6th January 2009

Handling temporary files in BASH shell scripts

June 5th, 2008 | by dave |

Temporary files left over from shell scripts clutter up your /tmp directory and may result in information leakage. Below are a pair of functions we use to gracefully handle the creation and removal of temporary files in shell scripts.

The first function is used to create a temporary file:

function os_mktemp {
 [[ ! $1 ]] && echo “os_mktemp: required a handle name” && exit 99
 let OS_TEMPFILEHANDLE++;
 OS_TEMPFILE[$OS_TEMPFILEHANDLE]=`mktemp /tmp/ostmp.XXXXXXXX`
 eval F_$1=${OS_TEMPFILE[$OS_TEMPFILEHANDLE]}
}

It requires a single parameter, which is used to create a variable name containing the path to the temporary file. For example. os_mktemp FTPOUTPUT will return a variable $F_FTPOUTPUT.

The array OS_TEMPFILE is an array holding the names of all the temporary file names, this is used by the cleanup function to remove the temporary files.

os_mktemp OUTPUT; this results in a temporary file with a random name being created and the name being stored in the variable $F_OUTPUT.

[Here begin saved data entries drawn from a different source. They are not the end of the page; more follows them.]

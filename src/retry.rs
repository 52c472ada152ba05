//! Fixed-delay retry for remote writes.

use std::fmt::Display;
use std::future::Future;
use std::time::Duration;

/// How many times an operation is attempted and how long to wait between attempts.
#[derive(Debug, Clone, Copy, PartialEq, Eq)]
pub struct RetryPolicy {
    /// Total attempts, including the first one
    pub max_attempts: u32,
    pub delay: Duration,
}

impl Default for RetryPolicy {
    fn default() -> Self {
        Self {
            max_attempts: 3,
            delay: Duration::from_secs(2),
        }
    }
}

impl RetryPolicy {
    /// Run `op` until it succeeds or the attempts are exhausted.
    /// The error from the final attempt is returned unchanged.
    pub async fn run<T, E, F, Fut>(&self, operation: &str, mut op: F) -> Result<T, E>
    where
        F: FnMut() -> Fut,
        Fut: Future<Output = Result<T, E>>,
        E: Display,
    {
        let max_attempts = self.max_attempts.max(1);
        let mut attempt = 1;

        loop {
            match op().await {
                Ok(value) => return Ok(value),
                Err(e) if attempt >= max_attempts => return Err(e),
                Err(e) => {
                    tracing::warn!(
                        operation,
                        attempt,
                        max_attempts,
                        error = %e,
                        "Attempt failed, retrying in {:?}",
                        self.delay
                    );
                    tokio::time::sleep(self.delay).await;
                    attempt += 1;
                }
            }
        }
    }
}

The second function is used to remove all temporary files.


function os_cleanup {
 for FILE in ${OS_TEMPFILE[@]}; do
  [[ -e "$FILE" ]] && rm “$FILE” || echo “os_cleanup: couldn’t remove temporary file $FILE.”
 done
}

To ensure the os_cleanup code is executed whenever the shell script closes, we use the BASH trap command.